Two new innovative works by Manitoulin artist Judy Martin give an Island flavour to the 50th annual Northern Ontario Art Association (NOAA) travelling exhibit that began its local presentation last Saturday at the Sheguiandah Centennial Museum. Visitors to the Sheguiandah museum will observe a change in Ms Martin's style and technique, if not her theme. People who have come to know her as an artist who works in textiles and paints in watercolours and acrylics, may be surprised tosee the etched wax techniques she utilized in both of the works selected. The two pieces share a common nurturing theme: protection. Anyone who has seen displays of her work in textiles, in particular her quilts, will recall that this concept is important to the artist.

"I'm inspired right now by textiles from both Africa and India. The patterns have very meaningful and symbolic imagery. You can learn so much about person in these societies from their dress: their social status, whether they're married or whether they're widowed." Ms Martin went on to observe that the tunic, which would cover the torso, "is meaningful as the tunic covers people's most vulnerable parts: their heart and internal organs."

The other related piece in the exhibition is titled "protection apron" and in this case she has used the symbolically protective red fabric in an applique technique. This is a representation of an apron meant to tie around the wearer's waist, and the red fabric addition, she says, "covers a woman's most vulnerable part: her womb."

Ms Martin mused about the subject and style of her two protection pieces. "I'm used to working symbolically; My quilts are about protection."

It's a clear theme running through Ms Martin's work in a variety of mediums that she has an urgent need to show the woman /mother /female in her archetypal form as nurturer and protector.
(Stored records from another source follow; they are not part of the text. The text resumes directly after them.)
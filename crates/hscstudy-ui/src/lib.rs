//! HSC Study UI Components
//!
//! Dioxus components shared by the desktop app. They are stateless: every
//! component renders from props and reports interaction through
//! `EventHandler`s, leaving state to `hscstudy_core::StudyApp`.

pub mod components;

pub use components::*;
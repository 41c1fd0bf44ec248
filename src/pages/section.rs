//! Section page - grid of chapter cards filtered by the search query.

use dioxus::prelude::*;
use hscstudy_core::{ChapterCard as CardData, Section};

use crate::components::ChapterCard;
use crate::context::use_study;

#[component]
pub fn SectionPage(section: Section) -> Element {
    let study = use_study();

    let (cards, total, query): (Vec<CardData>, usize, String) = {
        let app = study.read();
        (
            app.visible_cards(section).into_iter().cloned().collect(),
            app.cards(section).len(),
            app.search_query().trim().to_string(),
        )
    };

    rsx! {
        section { id: "{section.name()}", class: "section-page",
            h2 { class: "section-header", "{section.label()}" }
            if total == 0 {
                p { class: "empty-state", "No texts in this section yet." }
            } else if cards.is_empty() {
                p { class: "empty-state", "No texts match \u{201C}{query}\u{201D}." }
            }
            div { class: "chapter-grid",
                for card in cards {
                    ChapterCard { card }
                }
            }
        }
    }
}
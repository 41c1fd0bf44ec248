//! Application state for HSC Study.
//!
//! [`StudyApp`] owns everything the presentation layer needs: the enriched
//! dataset, the active tab and its card grids, the search query, the open
//! content modal with its widget state, the theme preference and progress.
//! The UI calls its methods from event handlers and renders from its getters.

use std::collections::BTreeMap;

use rand::Rng;
use tracing::{debug, info};

use crate::enrich::enrich;
use crate::flashcards::FlashcardDeck;
use crate::navigation::{load_section_cards, ChapterCard, NavTarget, Navigator, Tab};
use crate::preferences::ThemePreference;
use crate::presenter::{present, ContentView, DisplayMode};
use crate::progress::Progress;
use crate::quiz::{Quiz, Score};
use crate::search::filter_cards;
use crate::storage::PreferenceStore;
use crate::types::{Dataset, Section};

/// Interactive state attached to an open view
#[derive(Debug, Clone, PartialEq, Eq)]
pub enum Widget {
    /// Summary, key points and mind map have no interaction
    Static,
    Quiz(Quiz),
    Flashcards(FlashcardDeck),
}

/// The content modal: one view of one item plus its widget state
#[derive(Debug, Clone, PartialEq, Eq)]
pub struct OpenContent {
    pub section: Section,
    pub index: usize,
    pub view: ContentView,
    pub widget: Widget,
    /// Result of the last score request, if any
    pub last_score: Option<Score>,
}

impl OpenContent {
    pub fn quiz(&self) -> Option<&Quiz> {
        match &self.widget {
            Widget::Quiz(quiz) => Some(quiz),
            _ => None,
        }
    }

    pub fn deck(&self) -> Option<&FlashcardDeck> {
        match &self.widget {
            Widget::Flashcards(deck) => Some(deck),
            _ => None,
        }
    }
}

#[derive(Debug)]
pub struct StudyApp {
    dataset: Dataset,
    navigator: Navigator,
    cards: BTreeMap<Section, Vec<ChapterCard>>,
    search_query: String,
    modal: Option<OpenContent>,
    theme: ThemePreference,
    progress: Progress,
}

impl StudyApp {
    /// Enrich `raw`, restore the theme from `store` and render every section's cards.
    pub fn init(raw: &Dataset, store: Box<dyn PreferenceStore>) -> Self {
        let dataset = enrich(raw);
        let cards = Section::ALL
            .into_iter()
            .map(|section| (section, load_section_cards(&dataset, section)))
            .collect();

        let app = Self {
            dataset,
            navigator: Navigator::new(),
            cards,
            search_query: String::new(),
            modal: None,
            theme: ThemePreference::load(store),
            progress: Progress::current(),
        };
        info!(
            items = app.dataset.item_count(),
            dark = app.theme.is_dark(),
            "study app initialized"
        );
        app
    }

    /// End the session. Preferences are already persisted on every change.
    pub fn teardown(self) {
        info!(modal_open = self.modal.is_some(), "study app torn down");
    }

    pub fn dataset(&self) -> &Dataset {
        &self.dataset
    }

    // ═══════════════════════════════════════════════════════════════════════
    // Navigation & Search
    // ═══════════════════════════════════════════════════════════════════════

    pub fn active(&self) -> NavTarget {
        self.navigator.active()
    }

    pub fn tabs(&self) -> [Tab; 5] {
        self.navigator.tabs()
    }

    /// Activate a tab, reloading the section's cards from the dataset.
    pub fn show(&mut self, target: NavTarget) -> &[ChapterCard] {
        self.navigator.select(target);
        match target.section() {
            Some(section) => {
                let cards = load_section_cards(&self.dataset, section);
                debug!(%section, cards = cards.len(), "section cards reloaded");
                self.cards.insert(section, cards);
                self.cards.get(&section).map(Vec::as_slice).unwrap_or_default()
            }
            None => &[],
        }
    }

    /// Rendered cards of a section, unfiltered
    pub fn cards(&self, section: Section) -> &[ChapterCard] {
        self.cards.get(&section).map(Vec::as_slice).unwrap_or_default()
    }

    pub fn set_search(&mut self, query: impl Into<String>) {
        self.search_query = query.into();
    }

    pub fn search_query(&self) -> &str {
        &self.search_query
    }

    /// Cards of a section that match the current search query
    pub fn visible_cards(&self, section: Section) -> Vec<&ChapterCard> {
        filter_cards(self.cards(section), &self.search_query)
    }

    // ═══════════════════════════════════════════════════════════════════════
    // Content Modal
    // ═══════════════════════════════════════════════════════════════════════

    /// Open a display mode for an item. Unknown items leave the modal as it was.
    pub fn open(&mut self, section: Section, index: usize, mode: DisplayMode) -> Option<&OpenContent> {
        let item = self.dataset.item(section, index)?;
        let widget = match mode {
            DisplayMode::Mcq => Widget::Quiz(Quiz::new(&item.mcqs)),
            DisplayMode::Flashcards => Widget::Flashcards(FlashcardDeck::new(&item.flashcards)),
            _ => Widget::Static,
        };
        let view = present(item, mode);
        debug!(%section, index, %mode, "content opened");

        self.modal = Some(OpenContent {
            section,
            index,
            view,
            widget,
            last_score: None,
        });
        self.modal.as_ref()
    }

    pub fn modal(&self) -> Option<&OpenContent> {
        self.modal.as_ref()
    }

    pub fn close_modal(&mut self) {
        if self.modal.take().is_some() {
            debug!("content closed");
        }
    }

    fn quiz_mut(&mut self) -> Option<&mut Quiz> {
        match self.modal.as_mut().map(|m| &mut m.widget) {
            Some(Widget::Quiz(quiz)) => Some(quiz),
            _ => None,
        }
    }

    fn deck_mut(&mut self) -> Option<&mut FlashcardDeck> {
        match self.modal.as_mut().map(|m| &mut m.widget) {
            Some(Widget::Flashcards(deck)) => Some(deck),
            _ => None,
        }
    }

    /// Option-selected callback for the open quiz
    pub fn select_option(&mut self, group: usize, option: usize) -> bool {
        self.quiz_mut().is_some_and(|quiz| quiz.select(group, option))
    }

    /// Score-requested callback; the result is also kept on the modal.
    pub fn score_quiz(&mut self) -> Option<Score> {
        let score = self.quiz_mut().map(|quiz| quiz.score())?;
        if let Some(modal) = self.modal.as_mut() {
            modal.last_score = Some(score);
        }
        info!(%score, "quiz scored");
        Some(score)
    }

    /// Card-clicked callback for the open flashcards
    pub fn click_card(&mut self, card: usize) -> bool {
        self.deck_mut().is_some_and(|deck| deck.click(card))
    }

    /// Flip-all-requested callback
    pub fn flip_all(&mut self) -> bool {
        match self.deck_mut() {
            Some(deck) => {
                deck.flip_all();
                true
            }
            None => false,
        }
    }

    /// Shuffle-requested callback
    pub fn shuffle_cards<R: Rng + ?Sized>(&mut self, rng: &mut R) -> bool {
        match self.deck_mut() {
            Some(deck) => {
                deck.shuffle(rng);
                true
            }
            None => false,
        }
    }

    // ═══════════════════════════════════════════════════════════════════════
    // Theme & Progress
    // ═══════════════════════════════════════════════════════════════════════

    pub fn is_dark(&self) -> bool {
        self.theme.is_dark()
    }

    pub fn root_class(&self) -> &'static str {
        self.theme.root_class()
    }

    /// Toggle dark mode; persisted immediately.
    pub fn toggle_dark(&mut self) -> bool {
        self.theme.toggle()
    }

    pub fn progress(&self) -> Progress {
        self.progress
    }
}

#[cfg(test)]
mod tests {
    use super::*;
    use crate::storage::MemoryStore;
    use crate::types::ContentItem;
    use rand::rngs::StdRng;
    use rand::SeedableRng;

    fn sample_dataset() -> Dataset {
        let mut dataset = Dataset::empty_sections();
        let mut ozymandias = ContentItem::new("Ozymandias");
        ozymandias.summary = Some("A sonnet on the decay of power".to_string());
        dataset.set_section(Section::Poetry, vec![ozymandias, ContentItem::new("The Raven")]);
        dataset.set_section(Section::Novel, vec![ContentItem::new("Frankenstein")]);
        dataset
    }

    fn app() -> StudyApp {
        StudyApp::init(&sample_dataset(), Box::new(MemoryStore::new()))
    }

    #[test]
    fn test_init_enriches_and_renders_cards() {
        let app = app();
        assert_eq!(app.active(), NavTarget::Home);
        assert_eq!(app.dataset().item(Section::Poetry, 1).unwrap().mcqs.len(), 12);
        assert_eq!(app.cards(Section::Poetry).len(), 2);
        assert!(app.cards(Section::Prose).is_empty());
        assert!(app.modal().is_none());
        assert!(app.progress().is_placeholder());
    }

    #[test]
    fn test_show_section_reloads_cards() {
        let mut app = app();
        let cards = app.show(NavTarget::Section(Section::Novel));
        assert_eq!(cards.len(), 1);
        assert_eq!(cards[0].title, "Frankenstein");
        assert_eq!(app.active(), NavTarget::Section(Section::Novel));

        assert!(app.show(NavTarget::Home).is_empty());
        assert_eq!(app.tabs().iter().filter(|t| t.active).count(), 1);
    }

    #[test]
    fn test_search_filters_visible_cards() {
        let mut app = app();
        app.set_search("SONNET");
        let visible = app.visible_cards(Section::Poetry);
        assert_eq!(visible.len(), 1);
        assert_eq!(visible[0].title, "Ozymandias");

        app.set_search("");
        assert_eq!(app.visible_cards(Section::Poetry).len(), 2);
    }

    #[test]
    fn test_open_missing_item_is_noop() {
        let mut app = app();
        assert!(app.open(Section::Poetry, 0, DisplayMode::Summary).is_some());
        assert!(app.open(Section::Poetry, 9, DisplayMode::Mcq).is_none());
        assert!(app.open(Section::Prose, 0, DisplayMode::Mcq).is_none());

        // Previous modal survives the failed open
        assert_eq!(app.modal().unwrap().view.mode(), DisplayMode::Summary);
    }

    #[test]
    fn test_quiz_flow() {
        let mut app = app();
        app.open(Section::Poetry, 0, DisplayMode::Mcq).unwrap();

        // Synthetic question i has correct index i % 4
        assert!(app.select_option(0, 0));
        assert!(app.select_option(1, 1));
        assert!(app.select_option(2, 0));

        let score = app.score_quiz().unwrap();
        assert_eq!(score.to_string(), "2/12");
        assert_eq!(app.modal().unwrap().last_score, Some(score));
        assert_eq!(app.score_quiz(), Some(score));
    }

    #[test]
    fn test_quiz_callbacks_need_quiz_modal() {
        let mut app = app();
        assert!(!app.select_option(0, 0));
        assert!(app.score_quiz().is_none());

        app.open(Section::Poetry, 0, DisplayMode::Flashcards).unwrap();
        assert!(!app.select_option(0, 0));
        assert!(app.score_quiz().is_none());
    }

    #[test]
    fn test_flashcard_flow() {
        let mut app = app();
        app.open(Section::Novel, 0, DisplayMode::Flashcards).unwrap();

        assert!(app.click_card(2));
        assert!(app.flip_all());
        assert!(app.shuffle_cards(&mut StdRng::seed_from_u64(3)));

        let deck = app.modal().unwrap().deck().unwrap();
        assert_eq!(deck.len(), 16);
        assert!(!deck.is_flipped(2));
        assert!(deck.is_flipped(0));
    }

    #[test]
    fn test_reopening_resets_widget_state() {
        let mut app = app();
        app.open(Section::Novel, 0, DisplayMode::Flashcards).unwrap();
        app.flip_all();
        app.open(Section::Novel, 0, DisplayMode::Flashcards).unwrap();
        assert!(!app.modal().unwrap().deck().unwrap().is_flipped(0));
    }

    #[test]
    fn test_close_modal() {
        let mut app = app();
        app.open(Section::Novel, 0, DisplayMode::MindMap).unwrap();
        app.close_modal();
        assert!(app.modal().is_none());
        assert!(!app.flip_all());
    }

    #[test]
    fn test_dark_mode_roundtrip_through_store() {
        let store = MemoryStore::new();
        let mut app = StudyApp::init(&sample_dataset(), Box::new(store.clone()));
        assert!(app.toggle_dark());
        assert_eq!(app.root_class(), "dark");
        app.teardown();

        let reloaded = StudyApp::init(&sample_dataset(), Box::new(store));
        assert!(reloaded.is_dark());
    }
}
//! Cost optimization runbooks for cloud resources
//!
//! This crate provides the core functionality for:
//! - Utilization metrics aggregation from a monitoring backend
//! - Threshold-based right-sizing, tiering and scaling recommendations
//! - Savings-based approval gating
//! - Applying changes through resource control backends
//! - Run orchestration, structured logging and metrics

pub mod approval;
pub mod cloud;
pub mod config;
pub mod error;
pub mod metrics;
pub mod models;
pub mod mutate;
pub mod observability;
pub mod recommend;
pub mod runbook;
pub mod tables;

pub use approval::{approve, ApprovalDecision, ApprovalGate};
pub use config::OptimizerConfig;
pub use error::{OptimizerError, Result};
pub use models::*;
pub use observability::{OptimizerMetrics, StructuredLogger};
pub use runbook::{run, ComputeRunbook, DatabaseRunbook, RunReport, RunSummary, Runbook, StorageRunbook};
But she who would protect must herself be protected of course, and these two talismanic pieces of Ms Martin's new work nicely demonstrate this aspect of one of humanity's equations.

Sunday, June 10, 2007

Feedback re: Cambridge exhibition

Curator Ivan Jurakic gave me the following feedback about the Protection Blankets exhibition now up at the Preston location of the Cambridge gallery.

The exhibition has been very well received according to the feedback i get from staff. People are really responding to the work and i've seen people spending a long time in the gallery with the work during my visits. I haven't had a chance to look at the guest book, but i placed
it in the gallery for the Waterloo Quilt Festival so i hope you received lots of positive feedback.



This show of seven recent quilts will be up for another two weeks. (until JUNE 23)

Saturday, June 09, 2007

50th annual NOAA exhibition

We just returned from the opening of the 50th annual NOAA exhibition that is being hosted by our local museum. This is a juried exhibition that begins each fall with new work and then tours North Eastern Ontario. Protection Apron won one of the awards.